=== WHAT IS REQUIRED ===
Please output the full listing, character for character.

=== EXTRACTED DATA ===

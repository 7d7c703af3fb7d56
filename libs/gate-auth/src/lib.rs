#![cfg_attr(coverage_nightly, feature(coverage_attribute))]

// Core modules
pub mod errors;
pub mod traits;
pub mod types;

pub mod policy;
pub mod rule_table;
pub mod session;

pub mod config;
pub mod config_error;
pub mod metrics;

#[cfg(feature = "axum-ext")]
pub mod axum_ext;

// Core exports
pub use errors::{AuthServiceError, GateError, LookupError};
pub use traits::{
    ApprovalLookup, ApprovalStatus, AuthLookup, AuthService, DirectoryLookups, PermissionLookup,
    RoleLookup,
};
pub use types::{
    ApprovalGate, Decision, DenyReason, MatchKind, Protection, RouteRule, SessionContext, UserId,
};

// Engine exports
pub use policy::RoutePolicyEngine;
pub use rule_table::{RuleTable, ShadowedRule};
pub use session::{ResolvedSession, SessionResolver};

// Configuration exports
pub use config::{GateConfig, ProtectionKind, RouteRuleConfig};
pub use config_error::ConfigError;
pub use metrics::{GateEvent, GateMetricLabels, GateMetrics, LoggingMetrics, NoOpMetrics};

=== RESULT ===
repository 7d7c703af3fb7d56
filename libs/gate-auth/src/lib.rs
#![cfg_attr(coverage_nightly, feature(coverage_attribute))]

// Core modules
pub mod errors;
pub mod traits;
pub mod types;

pub mod policy;
pub mod rule_table;
pub mod session;

pub mod config;
pub mod config_error;
pub mod metrics;

#[cfg(feature = "axum-ext")]
pub mod axum_ext;

// Core exports
pub use errors::{AuthServiceError, GateError, LookupError};
pub use traits::{
    ApprovalLookup, ApprovalStatus, AuthLookup, AuthService, DirectoryLookups, PermissionLookup,
    RoleLookup,
};
pub use types::{
    ApprovalGate, Decision, DenyReason, MatchKind, Protection, RouteRule, SessionContext, UserId,
};

// Engine exports
pub use policy::RoutePolicyEngine;
pub use rule_table::{RuleTable, ShadowedRule};
pub use session::{ResolvedSession, SessionResolver};

// Configuration exports
pub use config::{GateConfig, ProtectionKind, RouteRuleConfig};
pub use config_error::ConfigError;
pub use metrics::{GateEvent, GateMetricLabels, GateMetrics, LoggingMetrics, NoOpMetrics};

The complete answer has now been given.